Why The Trinity Was Accepted

Why The Trinity Was Accepted.

Digression 2: Why The Trinity Was Accepted

In my opinion, the Biblical evidence against the trinity is compelling. And yet the majority of professing Christians are trinitarian; and moreover, they stigmatize non-trinitarians as non-Christian, many claiming that non-trinitarians are automatically a ‘sect’. Clearly enough, neither the word ‘trinity’ nor the wording of the trinitarian formula were known to New Testament Christianity. In a sense, Jesus ‘became’ God to many Christians all because a group of bishops decided it was so. But why did this happen? And why was there so much angst to label those who didn’t accept the trinity as heretics? Having read around the history of the early centuries of Christianity, the following are some suggested reasons:

1. There was a mixture of paganism and Christianity, to make the changeover from paganism to nominal Christianity less controversial and more painless. I’ve given some specific examples of this in a European context below.

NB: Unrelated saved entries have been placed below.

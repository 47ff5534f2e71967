use chrono::Utc;
use tracing::info;
use uuid::Uuid;
use validator::Validate;

use crate::{
    repos::DynAccountRepo,
    service_err::{ServiceError, ServiceResult},
};

use super::{
    AccountMember, AccountRole, AccountUpdateData, AccountWithAnalytics, NewAccountData,
    OpeningTransaction,
};

#[derive(Clone)]
pub struct AccountService {
    account_repo: DynAccountRepo,
}

impl AccountService {
    pub fn new(account_repo: DynAccountRepo) -> Self {
        Self { account_repo }
    }

    /// Open an account. A non-zero opening balance is recorded as a
    /// transaction so the account's history adds up to its balance.
    pub async fn create_account(
        &self,
        owner_id: Uuid,
        data: NewAccountData,
    ) -> ServiceResult<AccountWithAnalytics> {
        data.validate()?;

        let opening = OpeningTransaction::for_balance(data.opening_balance, Utc::now().date_naive());
        let account = self
            .account_repo
            .create_account(owner_id, &data, opening)
            .await?;

        info!(account_id = %account.id, %owner_id, "Created account.");

        self.get_account(owner_id, account.id).await
    }

    pub async fn list_accounts(&self, user_id: Uuid) -> ServiceResult<Vec<AccountWithAnalytics>> {
        Ok(self.account_repo.list_accounts(user_id).await?)
    }

    /// Get an account the user owns or is a member of.
    pub async fn get_account(
        &self,
        user_id: Uuid,
        account_id: Uuid,
    ) -> ServiceResult<AccountWithAnalytics> {
        self.account_repo
            .get_account(user_id, account_id)
            .await?
            .ok_or(ServiceError::NotFound("Account"))
    }

    /// Get an account only its owner may manage.
    pub async fn get_owned_account(
        &self,
        user_id: Uuid,
        account_id: Uuid,
    ) -> ServiceResult<AccountWithAnalytics> {
        let account = self.get_account(user_id, account_id).await?;

        match account.role {
            AccountRole::Owner => Ok(account),
            AccountRole::Member => Err(ServiceError::Forbidden),
        }
    }

    pub async fn update_account(
        &self,
        user_id: Uuid,
        account_id: Uuid,
        data: AccountUpdateData,
    ) -> ServiceResult<AccountWithAnalytics> {
        data.validate()?;
        let mut account = self.get_owned_account(user_id, account_id).await?;

        account.account = self.account_repo.update_account(account_id, &data).await?;

        Ok(account)
    }

    /// Delete an account with everything recorded on it. Only the owner may
    /// do this, even for their last or default account.
    pub async fn delete_account(&self, user_id: Uuid, account_id: Uuid) -> ServiceResult<()> {
        self.get_owned_account(user_id, account_id).await?;
        self.account_repo.delete_account(account_id).await?;

        info!(%account_id, %user_id, "Deleted account.");

        Ok(())
    }

    pub async fn list_members(
        &self,
        user_id: Uuid,
        account_id: Uuid,
    ) -> ServiceResult<Vec<AccountMember>> {
        self.get_account(user_id, account_id).await?;

        Ok(self.account_repo.list_members(account_id).await?)
    }

    /// Remove a member from an account. The owner may remove anyone and a
    /// member may remove themselves.
    pub async fn remove_member(
        &self,
        user_id: Uuid,
        account_id: Uuid,
        member_id: Uuid,
    ) -> ServiceResult<()> {
        let account = self.get_account(user_id, account_id).await?;

        if account.role != AccountRole::Owner && member_id != user_id {
            return Err(ServiceError::Forbidden);
        }

        if !self.account_repo.remove_member(account_id, member_id).await? {
            return Err(ServiceError::NotFound("Member"));
        }

        info!(%account_id, %member_id, "Removed account member.");

        Ok(())
    }
}

#[cfg(test)]
pub(crate) mod test {
    use std::sync::{Arc, Mutex};

    use anyhow::Result;
    use async_trait::async_trait;

    use crate::{
        accounts::Account,
        analytics::Analytics,
        repos::AccountRepo,
        transactions::TransactionKind,
    };

    use super::*;

    /// Accounts kept in memory. Members are `(account, user)` pairs.
    #[derive(Default)]
    pub(crate) struct FakeAccountRepo {
        pub accounts: Mutex<Vec<Account>>,
        pub members: Mutex<Vec<(Uuid, Uuid)>>,
        /// Opening transactions handed to `create_account`, by account.
        pub openings: Mutex<Vec<(Uuid, OpeningTransaction)>>,
    }

    impl FakeAccountRepo {
        pub(crate) fn add_account(&self, owner_id: Uuid, name: &str) -> Account {
            let account = Account {
                id: Uuid::new_v4(),
                owner_id,
                name: name.to_owned(),
                description: None,
                balance: 0,
                is_default: false,
                created_at: Utc::now(),
                updated_at: Utc::now(),
            };
            self.accounts.lock().unwrap().push(account.clone());

            account
        }

        pub(crate) fn add_member(&self, account_id: Uuid, user_id: Uuid) {
            self.members.lock().unwrap().push((account_id, user_id));
        }

        fn with_role(&self, user_id: Uuid, account: &Account) -> Option<AccountWithAnalytics> {
            let role = if account.owner_id == user_id {
                AccountRole::Owner
            } else if self
                .members
                .lock()
                .unwrap()
                .contains(&(account.id, user_id))
            {
                AccountRole::Member
            } else {
                return None;
            };

            Some(AccountWithAnalytics {
                account: account.clone(),
                role,
                analytics: Some(Analytics {
                    account_id: account.id,
                    income: account.balance.max(0),
                    expense: (-account.balance).max(0),
                    balance: account.balance,
                    income_change: 0.0,
                    expense_change: 0.0,
                    balance_change: 0.0,
                    updated_at: Utc::now(),
                }),
            })
        }
    }

    #[async_trait]
    impl AccountRepo for FakeAccountRepo {
        async fn create_account(
            &self,
            owner_id: Uuid,
            data: &NewAccountData,
            opening: Option<OpeningTransaction>,
        ) -> Result<Account> {
            let mut account = self.add_account(owner_id, &data.name);
            account.balance = opening.as_ref().map_or(0, |o| o.kind.signed(o.amount));
            if let Some(opening) = opening {
                self.openings.lock().unwrap().push((account.id, opening));
            }

            let mut accounts = self.accounts.lock().unwrap();
            if let Some(saved) = accounts.iter_mut().find(|a| a.id == account.id) {
                saved.balance = account.balance;
            }

            Ok(account)
        }

        async fn list_accounts(&self, user_id: Uuid) -> Result<Vec<AccountWithAnalytics>> {
            let accounts = self.accounts.lock().unwrap().clone();

            Ok(accounts
                .iter()
                .filter_map(|a| self.with_role(user_id, a))
                .collect())
        }

        async fn get_account(
            &self,
            user_id: Uuid,
            account_id: Uuid,
        ) -> Result<Option<AccountWithAnalytics>> {
            let account = self
                .accounts
                .lock()
                .unwrap()
                .iter()
                .find(|a| a.id == account_id)
                .cloned();

            Ok(account.and_then(|a| self.with_role(user_id, &a)))
        }

        async fn update_account(&self, account_id: Uuid, data: &AccountUpdateData) -> Result<Account> {
            let mut accounts = self.accounts.lock().unwrap();
            let account = accounts
                .iter_mut()
                .find(|a| a.id == account_id)
                .ok_or_else(|| anyhow::anyhow!("missing account"))?;
            account.name = data.name.clone();
            account.description = data.description.clone();

            Ok(account.clone())
        }

        async fn delete_account(&self, account_id: Uuid) -> Result<()> {
            self.accounts.lock().unwrap().retain(|a| a.id != account_id);
            self.members.lock().unwrap().retain(|(a, _)| *a != account_id);

            Ok(())
        }

        async fn list_members(&self, account_id: Uuid) -> Result<Vec<AccountMember>> {
            Ok(self
                .members
                .lock()
                .unwrap()
                .iter()
                .filter(|(a, _)| *a == account_id)
                .map(|(_, user_id)| AccountMember {
                    user_id: *user_id,
                    name: "Member".to_owned(),
                    email: format!("{}@example.com", user_id),
                    joined_at: Utc::now(),
                })
                .collect())
        }

        async fn remove_member(&self, account_id: Uuid, user_id: Uuid) -> Result<bool> {
            let mut members = self.members.lock().unwrap();
            let before = members.len();
            members.retain(|m| *m != (account_id, user_id));

            Ok(members.len() < before)
        }
    }

    fn service() -> (AccountService, Arc<FakeAccountRepo>) {
        let repo = Arc::new(FakeAccountRepo::default());

        (AccountService::new(repo.clone()), repo)
    }

    #[tokio::test]
    async fn opening_balance_becomes_an_opening_transaction() {
        let (service, repo) = service();
        let owner = Uuid::new_v4();

        let account = service
            .create_account(
                owner,
                NewAccountData {
                    name: "Checking".to_owned(),
                    description: None,
                    opening_balance: -12_500,
                },
            )
            .await
            .unwrap();

        assert_eq!(AccountRole::Owner, account.role);
        assert_eq!(
            vec![(
                account.account.id,
                OpeningTransaction {
                    kind: TransactionKind::Expense,
                    amount: 12_500,
                    description: OpeningTransaction::DESCRIPTION.to_owned(),
                    date: Utc::now().date_naive(),
                }
            )],
            *repo.openings.lock().unwrap()
        );
    }

    #[tokio::test]
    async fn empty_accounts_have_no_opening_transaction() {
        let (service, repo) = service();

        service
            .create_account(
                Uuid::new_v4(),
                NewAccountData {
                    name: "Spare".to_owned(),
                    description: None,
                    opening_balance: 0,
                },
            )
            .await
            .unwrap();

        assert!(repo.openings.lock().unwrap().is_empty());
    }

    #[tokio::test]
    async fn members_cannot_delete_shared_accounts() {
        let (service, repo) = service();
        let owner = Uuid::new_v4();
        let member = Uuid::new_v4();
        let account = repo.add_account(owner, "Household");
        repo.add_member(account.id, member);

        let result = service.delete_account(member, account.id).await;
        assert!(matches!(result, Err(ServiceError::Forbidden)));

        service.delete_account(owner, account.id).await.unwrap();
        assert!(matches!(
            service.get_account(owner, account.id).await,
            Err(ServiceError::NotFound(_))
        ));
    }

    #[tokio::test]
    async fn strangers_cannot_see_accounts() {
        let (service, repo) = service();
        let account = repo.add_account(Uuid::new_v4(), "Private");

        let result = service.get_account(Uuid::new_v4(), account.id).await;

        assert!(matches!(result, Err(ServiceError::NotFound("Account"))));
    }

    #[tokio::test]
    async fn member_may_leave_but_not_remove_others() {
        let (service, repo) = service();
        let owner = Uuid::new_v4();
        let first = Uuid::new_v4();
        let second = Uuid::new_v4();
        let account = repo.add_account(owner, "Household");
        repo.add_member(account.id, first);
        repo.add_member(account.id, second);

        let result = service.remove_member(first, account.id, second).await;
        assert!(matches!(result, Err(ServiceError::Forbidden)));

        service.remove_member(first, account.id, first).await.unwrap();
        service.remove_member(owner, account.id, second).await.unwrap();

        assert!(service
            .list_members(owner, account.id)
            .await
            .unwrap()
            .is_empty());
    }
}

2. There was an element of genuine misinterpretation. As you read through the New Testament chronologically, it becomes apparent that the Lord Jesus is spoken of in ever more exalted language. For example, the term “son of man” is a favourite of the Gospel writers to describe the Lord Jesus. But it occurs only once in the later New Testament. Mark, the first Gospel, never calls Jesus “Lord”- but “Lord” is Paul’s most common title of Jesus some years later. John’s Gospel, clearly written after the other three, uses much more exalted language about the Lord Jesus than the earlier Gospels. The growth in perception of the greatness of Jesus is also perhaps reflected in the way that Revelation, the last inspired book of the New Testament, employs the most exalted language about Jesus. Both Paul and Peter show a progressive fondness in their choice of words for terms which exalt Jesus higher and higher. And presumably this trend continued after their death, as believers realized more and more that the carpenter from Nazareth had in fact been God’s Son, and is now the exalted King of Heaven and earth. The penny dropped that in fact “we can never exalt Christ too highly”, as Robert Roberts put it in the 19th century. But… and it’s a big but. The language of exaltation can reach a point where Jesus is no longer Jesus, but somehow God Himself. Further, it’s my observation that intellectual failure very often has an underlying psychological basis. To make Jesus God was one thing, but to accept the doctrine of three Gods in one, the trinity, was another. And I submit that this intellectual failure was rooted, even unconsciously, in a desire for an easier ride. It is after all extremely demanding to accept that a man, born into all our dysfunction, could be perfect; that from the larynx of a Palestinian Jew there could come forth the words of God Almighty. It’s a challenge, because we too are human; and if this was how far one of us could rise, above all the things that hold us down, that retard our growth towards the image of God Himself… then He is setting us an example so challenging that it reaches into the very core of our being, uncomfortably, inconveniently and even worryingly. To have a Jesus who was in fact not truly human, but just acting out, a Jesus who was really God and not man… this removes so much of the challenge of the real, human Christ.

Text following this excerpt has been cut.